El último número de víctimas mortales de los atentados de París, esta mañana de domingo en la que escribo, asciende a 129. Tenemos la certeza de que no es el número definitivo, de que éste se incrementará porque hay un centenar de heridos en estado crítico. Pero, en realidad, el número no es lo importante. Si, como afirman los judíos, quien salva una vida, salva a la humanidad, podemos afirmar igualmente que quien quita una vida, mata a la humanidad.

Los terroristas actuaron, como suelen hacer, gritando el nombre de Alá, el nombre de Dios, en la creencia de que Dios les ordena matar y de que les recompensará por ello en el cielo, donde tendrán una vida mejor de la que conocen en la tierra. La existencia terrenal los defrauda al no proporcionarles el bienestar que desean y lo buscan en un lugar imaginario que no les decepcionará. Matan y se matan en busca de ese lugar. Lo triste es que nunca sabrán que ese lugar no existe.

El fenómeno del terrorismo causa estupefacción y, por ello, suele provocar reacciones, de pensamiento y de hecho, confusas y, en la mayoría de las ocasiones, confundidas, porque no existe una fórmula mágica para combatir y derrotar al terrorismo, sobre todo cuando el terrorismo, como lo es el yihadista, se extiende como una plaga latente que puede atacar en cualquier momento y en cualquier lugar.

Desde la estupefacción, deberíamos evitar, en primer lugar, caer en la tentación de pensar que nosotros somos culpables porque nuestras sociedades no les ofrecen condiciones de vida y de futuro que los disuadan de convertirse en terroristas. Pese a que, sin duda, algo más se debería hacer en ese sentido, la marginalidad no es causa necesaria, aunque pueda parecer suficiente, ya que no todos los desheredados de la tierra se convierten en terroristas. En segundo lugar, deberíamos evitar igualmente la demonización del Islam y la islamofobia.

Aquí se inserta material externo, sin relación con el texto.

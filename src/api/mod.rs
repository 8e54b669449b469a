pub mod error;
pub mod health;
pub mod predict;
pub mod response;
pub mod v1;

use axum::Router;
use std::sync::Arc;
use std::time::Duration;
use tower::ServiceBuilder;
use tower_http::{cors::CorsLayer, timeout::TimeoutLayer, trace::TraceLayer};

use crate::{config::Config, forecast::PredictionEngine};

#[derive(Clone)]
pub struct AppState {
    pub engine: Arc<PredictionEngine>,
}

impl AppState {
    pub fn new(engine: PredictionEngine) -> Self {
        Self {
            engine: Arc::new(engine),
        }
    }
}

pub fn router(state: AppState, cfg: &Config) -> Router {
    let mut router = Router::new().nest("/api/v1", v1::router(state));

    if cfg.server.enable_cors {
        use axum::http::{header, Method};
        let cors = CorsLayer::new()
            .allow_origin(tower_http::cors::Any)
            .allow_methods([Method::GET, Method::POST])
            .allow_headers([header::CONTENT_TYPE]);
        router = router.layer(cors);
    }

    router
        .layer(
            ServiceBuilder::new()
                .layer(axum::extract::DefaultBodyLimit::max(64 * 1024))
                .layer(TimeoutLayer::new(Duration::from_secs(cfg.server.request_timeout_secs))),
        )
        .layer(TraceLayer::new_for_http())
}
//! Serialized model artifacts
//!
//! An artifact bundles the model payload with its metadata and the feature
//! schema it was trained against. `.json` files are read as JSON, anything
//! else as bincode.

use serde::{Deserialize, Serialize};
use std::path::Path;
use std::sync::Arc;
use tracing::{debug, info};

use super::models::{LinearRegressor, Regressor};
use super::ModelMetadata;
use crate::error::{PredictionError, Result};
use crate::forecast::features::FeatureSchema;

#[derive(Debug, Clone, Serialize, Deserialize)]
pub struct ModelArtifact {
    pub metadata: ModelMetadata,
    pub schema: FeatureSchema,
    pub model: ModelPayload,
}

#[derive(Debug, Clone, Serialize, Deserialize)]
#[serde(rename_all = "snake_case")]
pub enum ModelPayload {
    Linear { coefficients: Vec<f64>, intercept: f64 },
    /// bincode-encoded smartcore forest
    RandomForest { model_bytes: Vec<u8> },
}

#[derive(Debug, Clone, Copy, PartialEq, Eq)]
enum Encoding {
    Json,
    Bincode,
}

impl Encoding {
    fn for_path(path: &Path) -> Self {
        match path.extension().and_then(|e| e.to_str()) {
            Some(ext) if ext.eq_ignore_ascii_case("json") => Encoding::Json,
            _ => Encoding::Bincode,
        }
    }
}

impl ModelArtifact {
    /// Read an artifact and check its schema manifest.
    ///
    /// I/O and decoding failures are `ModelUnavailable`; a manifest that
    /// disagrees with the built-in feature layout is `SchemaMismatch`.
    pub fn load(path: impl AsRef<Path>) -> Result<Self> {
        let path = path.as_ref();
        let bytes = std::fs::read(path).map_err(|e| {
            PredictionError::model_unavailable(format!("cannot read {}: {}", path.display(), e))
        })?;

        let artifact: ModelArtifact = match Encoding::for_path(path) {
            Encoding::Json => serde_json::from_slice(&bytes).map_err(|e| {
                PredictionError::model_unavailable(format!(
                    "corrupt artifact {}: {}",
                    path.display(),
                    e
                ))
            })?,
            Encoding::Bincode => bincode::deserialize(&bytes).map_err(|e| {
                PredictionError::model_unavailable(format!(
                    "corrupt artifact {}: {}",
                    path.display(),
                    e
                ))
            })?,
        };

        artifact.schema.verify(&FeatureSchema::current())?;
        debug!(path = %path.display(), model_id = %artifact.metadata.model_id, "artifact decoded");
        Ok(artifact)
    }

    pub fn save(&self, path: impl AsRef<Path>) -> anyhow::Result<()> {
        let path = path.as_ref();
        let bytes = match Encoding::for_path(path) {
            Encoding::Json => serde_json::to_vec_pretty(self)?,
            Encoding::Bincode => bincode::serialize(self)?,
        };
        std::fs::write(path, bytes)?;
        info!(path = %path.display(), model_id = %self.metadata.model_id, "artifact written");
        Ok(())
    }

    pub fn from_linear(model: &LinearRegressor) -> Self {
        Self {
            metadata: model.metadata.clone(),
            schema: FeatureSchema::current(),
            model: ModelPayload::Linear {
                coefficients: model.coefficients.clone(),
                intercept: model.intercept,
            },
        }
    }

    /// Turn the payload into a ready-to-use regressor
    pub fn into_regressor(self) -> Result<Arc<dyn Regressor>> {
        match self.model {
            ModelPayload::Linear {
                coefficients,
                intercept,
            } => {
                if coefficients.len() != self.schema.columns.len() {
                    return Err(PredictionError::schema_mismatch(format!(
                        "{} coefficients for {} columns",
                        coefficients.len(),
                        self.schema.columns.len()
                    )));
                }
                Ok(Arc::new(
                    LinearRegressor::new(coefficients, intercept).with_metadata(self.metadata),
                ))
            }
            ModelPayload::RandomForest { model_bytes } => forest(&model_bytes, self.metadata),
        }
    }
}

#[cfg(feature = "ml")]
fn forest(bytes: &[u8], metadata: ModelMetadata) -> Result<Arc<dyn Regressor>> {
    super::smartcore::ForestRegressor::from_bytes(bytes, metadata)
        .map(|m| Arc::new(m) as Arc<dyn Regressor>)
        .map_err(|e| PredictionError::model_unavailable(format!("{:#}", e)))
}

#[cfg(not(feature = "ml"))]
fn forest(_bytes: &[u8], _metadata: ModelMetadata) -> Result<Arc<dyn Regressor>> {
    Err(PredictionError::model_unavailable(
        "random forest artifacts require the `ml` feature",
    ))
}

#[cfg(test)]
mod tests {
    use super::*;
    use crate::ml::ModelType;

    fn linear() -> LinearRegressor {
        LinearRegressor::new(vec![10.0, -5.0, 9000.0, 0.0, 0.0, 250.0], -100.0)
    }

    #[test]
    fn test_json_roundtrip() {
        let dir = tempfile::tempdir().unwrap();
        let path = dir.path().join("model.json");
        ModelArtifact::from_linear(&linear()).save(&path).unwrap();

        let artifact = ModelArtifact::load(&path).unwrap();
        assert_eq!(artifact.metadata.model_type, ModelType::LinearRegression);
        let regressor = artifact.into_regressor().unwrap();
        assert_eq!(regressor.metadata().model_id, "solar_linear");
    }

    #[test]
    fn test_bincode_roundtrip() {
        let dir = tempfile::tempdir().unwrap();
        let path = dir.path().join("model.bin");
        ModelArtifact::from_linear(&linear()).save(&path).unwrap();

        assert!(ModelArtifact::load(&path).unwrap().into_regressor().is_ok());
    }

    #[test]
    fn test_missing_file_is_unavailable() {
        let err = ModelArtifact::load("does/not/exist.json").unwrap_err();
        assert!(matches!(err, PredictionError::ModelUnavailable(_)));
    }

    #[test]
    fn test_corrupt_file_is_unavailable() {
        let dir = tempfile::tempdir().unwrap();
        let path = dir.path().join("model.json");
        std::fs::write(&path, b"{ not json").unwrap();

        let err = ModelArtifact::load(&path).unwrap_err();
        assert!(matches!(err, PredictionError::ModelUnavailable(_)));
    }

    #[test]
    fn test_manifest_mismatch_rejected_on_load() {
        let dir = tempfile::tempdir().unwrap();
        let path = dir.path().join("model.json");
        let mut artifact = ModelArtifact::from_linear(&linear());
        artifact.schema.columns.reverse();
        artifact.save(&path).unwrap();

        let err = ModelArtifact::load(&path).unwrap_err();
        assert!(matches!(err, PredictionError::SchemaMismatch(_)));
    }

    #[test]
    fn test_coefficient_count_checked() {
        let mut artifact = ModelArtifact::from_linear(&linear());
        artifact.model = ModelPayload::Linear {
            coefficients: vec![1.0; 4],
            intercept: 0.0,
        };
        assert!(matches!(
            artifact.into_regressor(),
            Err(PredictionError::SchemaMismatch(_))
        ));
    }
}
pub mod plant;
pub mod weather;

pub use plant::*;
pub use weather::*;
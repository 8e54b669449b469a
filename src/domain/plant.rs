use serde::{Deserialize, Serialize};
use strum::{Display, EnumIter, IntoEnumIterator};

/// Physical installation a feature row describes.
///
/// The integer code is the categorical encoding the regressor was trained
/// with. Ordering follows the code, so sorted collections of plants always
/// put `PlantA` first.
#[derive(
    Debug,
    Clone,
    Copy,
    PartialEq,
    Eq,
    PartialOrd,
    Ord,
    Hash,
    Serialize,
    Deserialize,
    Display,
    EnumIter,
)]
#[serde(rename_all = "SCREAMING_SNAKE_CASE")]
pub enum PlantId {
    #[strum(to_string = "Plant A")]
    PlantA,
    #[strum(to_string = "Plant B")]
    PlantB,
}

impl PlantId {
    /// Training-time integer code for this plant
    pub const fn code(self) -> u8 {
        match self {
            PlantId::PlantA => 0,
            PlantId::PlantB => 1,
        }
    }

    pub fn from_code(code: u8) -> Option<Self> {
        Self::iter().find(|p| p.code() == code)
    }

    /// Manifest key used in model artifacts
    pub const fn key(self) -> &'static str {
        match self {
            PlantId::PlantA => "PLANT_A",
            PlantId::PlantB => "PLANT_B",
        }
    }

    /// Every plant in code order
    pub fn all() -> Vec<PlantId> {
        Self::iter().collect()
    }
}

/// Role a site plays in the two-site comparison view
#[derive(Debug, Clone, Copy, PartialEq, Eq, Serialize, Deserialize)]
#[serde(rename_all = "lowercase")]
pub enum SiteLabel {
    Conservative,
    Optimized,
}

impl SiteLabel {
    pub fn for_plant(plant: PlantId) -> Self {
        match plant {
            PlantId::PlantA => SiteLabel::Conservative,
            PlantId::PlantB => SiteLabel::Optimized,
        }
    }
}
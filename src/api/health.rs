use axum::{extract::State, http::StatusCode, response::IntoResponse, Json};
use serde::Serialize;

use super::AppState;
use crate::ml::ModelMetadata;

/// Health check response
#[derive(Debug, Serialize)]
pub struct HealthResponse {
    status: String,
    version: &'static str,
    timestamp: chrono::DateTime<chrono::Utc>,
    checks: HealthChecks,
}

/// Individual health checks
#[derive(Debug, Serialize)]
pub struct HealthChecks {
    model: ComponentHealth,
}

/// Health status of a component
#[derive(Debug, Serialize)]
pub struct ComponentHealth {
    status: String,
    #[serde(skip_serializing_if = "Option::is_none")]
    metadata: Option<ModelMetadata>,
    #[serde(skip_serializing_if = "Option::is_none")]
    error: Option<String>,
}

impl ComponentHealth {
    fn healthy(metadata: Option<ModelMetadata>) -> Self {
        Self {
            status: "healthy".to_string(),
            metadata,
            error: None,
        }
    }

    fn unhealthy(error: String) -> Self {
        Self {
            status: "unhealthy".to_string(),
            metadata: None,
            error: Some(error),
        }
    }
}

/// GET /health - Health check endpoint
///
/// Reports `degraded` with 503 while the model artifact is unavailable; the
/// process itself keeps serving.
pub async fn health_check(State(state): State<AppState>) -> impl IntoResponse {
    let model = state.engine.model();
    let model_health = match model.unavailable_reason() {
        None => ComponentHealth::healthy(model.metadata().cloned()),
        Some(reason) => ComponentHealth::unhealthy(reason.to_string()),
    };

    let all_healthy = model.is_available();

    let response = HealthResponse {
        status: if all_healthy {
            "healthy".to_string()
        } else {
            "degraded".to_string()
        },
        version: env!("CARGO_PKG_VERSION"),
        timestamp: chrono::Utc::now(),
        checks: HealthChecks {
            model: model_health,
        },
    };

    let status_code = if all_healthy {
        StatusCode::OK
    } else {
        StatusCode::SERVICE_UNAVAILABLE
    };

    tracing::debug!(healthy = all_healthy, "Health check completed");

    (status_code, Json(response))
}

/// GET /health/live - Liveness probe
pub async fn liveness_check() -> impl IntoResponse {
    StatusCode::OK
}

#[cfg(test)]
mod tests {
    use super::*;

    #[test]
    fn test_component_health_healthy() {
        let health = ComponentHealth::healthy(None);
        assert_eq!(health.status, "healthy");
        assert!(health.error.is_none());
    }

    #[test]
    fn test_component_health_unhealthy() {
        let health = ComponentHealth::unhealthy("artifact missing".to_string());
        assert_eq!(health.status, "unhealthy");
        assert_eq!(health.error, Some("artifact missing".to_string()));
    }
}
use anyhow::Result;
use figment::{
    providers::{Env, Format, Toml},
    Figment,
};
use serde::Deserialize;
use std::net::SocketAddr;
use std::path::PathBuf;

#[derive(Debug, Clone, Deserialize)]
pub struct Config {
    pub server: ServerConfig,
    pub model: ModelConfig,
    #[serde(default)]
    pub telemetry: TelemetryConfig,
}

#[derive(Debug, Clone, Deserialize)]
pub struct ServerConfig {
    pub host: String,
    pub port: u16,
    #[serde(default = "default_request_timeout_secs")]
    pub request_timeout_secs: u64,
    #[serde(default)]
    pub enable_cors: bool,
}

impl ServerConfig {
    pub fn socket_addr(&self) -> Result<SocketAddr> {
        Ok(format!("{}:{}", self.host, self.port).parse()?)
    }
}

fn default_request_timeout_secs() -> u64 {
    10
}

#[derive(Debug, Clone, Deserialize)]
pub struct ModelConfig {
    /// Serialized regressor; `.json` or bincode
    pub path: PathBuf,
}

#[derive(Debug, Clone, Copy, Default, PartialEq, Eq, Deserialize)]
#[serde(rename_all = "lowercase")]
pub enum LogFormat {
    #[default]
    Json,
    Pretty,
}

#[derive(Debug, Clone, Default, Deserialize)]
pub struct TelemetryConfig {
    #[serde(default)]
    pub format: LogFormat,
    /// Fallback filter when `RUST_LOG` is unset
    pub filter: Option<String>,
}

impl Config {
    pub fn load() -> Result<Self> {
        Self::from_figment(Figment::new().merge(Toml::file("config/default.toml")))
    }

    fn from_figment(base: Figment) -> Result<Self> {
        let figment = base.merge(Env::prefixed("SOLAR__").split("__"));
        Ok(figment.extract()?)
    }
}
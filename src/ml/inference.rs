//! Model handle used by the prediction core
//!
//! The handle is built once at startup and passed to whoever needs it. A
//! handle whose artifact failed to load stays usable: every prediction on it
//! returns the load error (`ModelUnavailable`, or `SchemaMismatch` for an
//! artifact built against another feature layout) instead of taking the
//! process down.

use std::fmt;
use std::path::Path;
use std::sync::Arc;
use tracing::{error, info, warn};

use super::{artifact::ModelArtifact, models::Regressor, ModelMetadata};
use crate::error::{PredictionError, Result};
use crate::forecast::features::FeatureBatch;

#[derive(Clone)]
enum ModelState {
    Ready(Arc<dyn Regressor>),
    Unavailable(PredictionError),
}

#[derive(Clone)]
pub struct ModelHandle {
    state: ModelState,
}

impl ModelHandle {
    pub fn ready(model: Arc<dyn Regressor>) -> Self {
        Self {
            state: ModelState::Ready(model),
        }
    }

    /// A handle in degraded mode
    pub fn unavailable(reason: PredictionError) -> Self {
        Self {
            state: ModelState::Unavailable(reason),
        }
    }

    /// Load an artifact, falling back to degraded mode on any failure
    pub fn load(path: impl AsRef<Path>) -> Self {
        let path = path.as_ref();
        match ModelArtifact::load(path).and_then(ModelArtifact::into_regressor) {
            Ok(model) => {
                let meta = model.metadata();
                info!(
                    path = %path.display(),
                    model_id = %meta.model_id,
                    model_type = ?meta.model_type,
                    version = %meta.version,
                    "model loaded"
                );
                Self::ready(model)
            }
            Err(e @ PredictionError::SchemaMismatch(_)) => {
                error!(path = %path.display(), error = %e, "model rejected, predictions disabled");
                Self::unavailable(e)
            }
            Err(e) => {
                warn!(path = %path.display(), error = %e, "model unavailable, predictions disabled");
                Self::unavailable(e)
            }
        }
    }

    pub fn is_available(&self) -> bool {
        matches!(self.state, ModelState::Ready(_))
    }

    pub fn metadata(&self) -> Option<&ModelMetadata> {
        match &self.state {
            ModelState::Ready(model) => Some(model.metadata()),
            ModelState::Unavailable(_) => None,
        }
    }

    /// Why the handle is degraded, if it is
    pub fn unavailable_reason(&self) -> Option<&PredictionError> {
        match &self.state {
            ModelState::Ready(_) => None,
            ModelState::Unavailable(reason) => Some(reason),
        }
    }

    /// Run the regressor over a batch.
    ///
    /// The result has exactly one value per row, in row order.
    pub fn predict(&self, batch: &FeatureBatch) -> Result<Vec<f64>> {
        let model = match &self.state {
            ModelState::Ready(model) => model,
            ModelState::Unavailable(reason) => return Err(reason.clone()),
        };

        let predictions = model
            .predict(batch)
            .map_err(|e| PredictionError::model_unavailable(format!("{:#}", e)))?;

        if predictions.len() != batch.len() {
            return Err(PredictionError::schema_mismatch(format!(
                "model returned {} values for {} rows",
                predictions.len(),
                batch.len()
            )));
        }

        Ok(predictions)
    }
}

impl fmt::Debug for ModelHandle {
    fn fmt(&self, f: &mut fmt::Formatter<'_>) -> fmt::Result {
        match &self.state {
            ModelState::Ready(model) => f
                .debug_struct("ModelHandle")
                .field("model_id", &model.metadata().model_id)
                .finish(),
            ModelState::Unavailable(reason) => f
                .debug_struct("ModelHandle")
                .field("unavailable", reason)
                .finish(),
        }
    }
}
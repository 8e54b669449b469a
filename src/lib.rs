//! Solar Yield Predictor
//!
//! Estimates photovoltaic plant output from weather inputs with a pre-trained
//! regressor. The core turns weather samples into model feature batches,
//! clamps and aggregates the model output per plant and per farm, and maps
//! the result to a categorical recommendation. [`api`] exposes it over HTTP.

pub mod api;
pub mod config;
pub mod domain;
pub mod error;
pub mod forecast;
pub mod ml;
pub mod telemetry;

pub use error::{PredictionError, Result};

El Islam no es ni más ni menos violento que otras religiones, al menos no lo es más que el cristianismo. Todas las religiones, especialmente las monoteístas, contienen un germen de violencia que es una consecuencia lógica de la creencia en que se está en posesión de una verdad absoluta e indiscutible, de la Verdad. No hace falta repasar la historia para comprender que de la creencia en esa Verdad a la violencia sólo hay un paso. Es obvio que no todos los creyentes son fanáticos y también lo es que no todos los fanáticos se convierten en terroristas, sin embargo, lo cierto es que todos los terroristas son creyentes fanáticos.

Son los creyentes fanáticos del Islam los que hoy nos matan. Pero tampoco debemos caer en el error de creer que su guerra es en exclusiva contra Occidente y sus valores porque el número de víctimas de los talibanes, de Al- Qaeda, del Daesh o de Boko Haram entre los musulmanes supera con creces el de occidentales. Esas muertes, esas masacres, son casi diarias en países de mayoría musulmana, pero parece que a nosotros no nos afectan y no nos interesan porque se matan entre ellos. Como vemos, esa percepción es errónea. Aquí o allá, el problema es cómo combatir el terrorismo yihadista.

Sabemos que los yihadistas aplican la ley del talión. Según cuenta un superviviente de la masacre de la sala Bataclan, uno de ellos gritó, en francés perfecto, antes de disparar a los que se disponía a matar, «Vosotros matáis a nuestros hermanos en Siria y nosotros os matamos aquí». La ley del talión implica no sólo una concepción de la justicia mafiosa o de clan sino también una lógica de guerra. Francia ha declarado la guerra a Daesh en Mali y, más recientemente, en Siria. De modo que podemos entender los atentados de París como una venganza, que, además de matar, actúa como un detonador capaz de arrastrar aún más a Francia y a Occidente a una lógica del talión en la que ya estamos inmersos. Como dijo Hollande, es la guerra.

En la evidencia indiscutible de que hay que defenderse del yihadismo, debemos preguntarnos si la guerra es la solución. No porque toda guerra pueda ser injusta sino, siendo pragmáticos, por su eficacia, por su utilidad. Matar a todos los terroristas parece, de entrada, una misión imposible.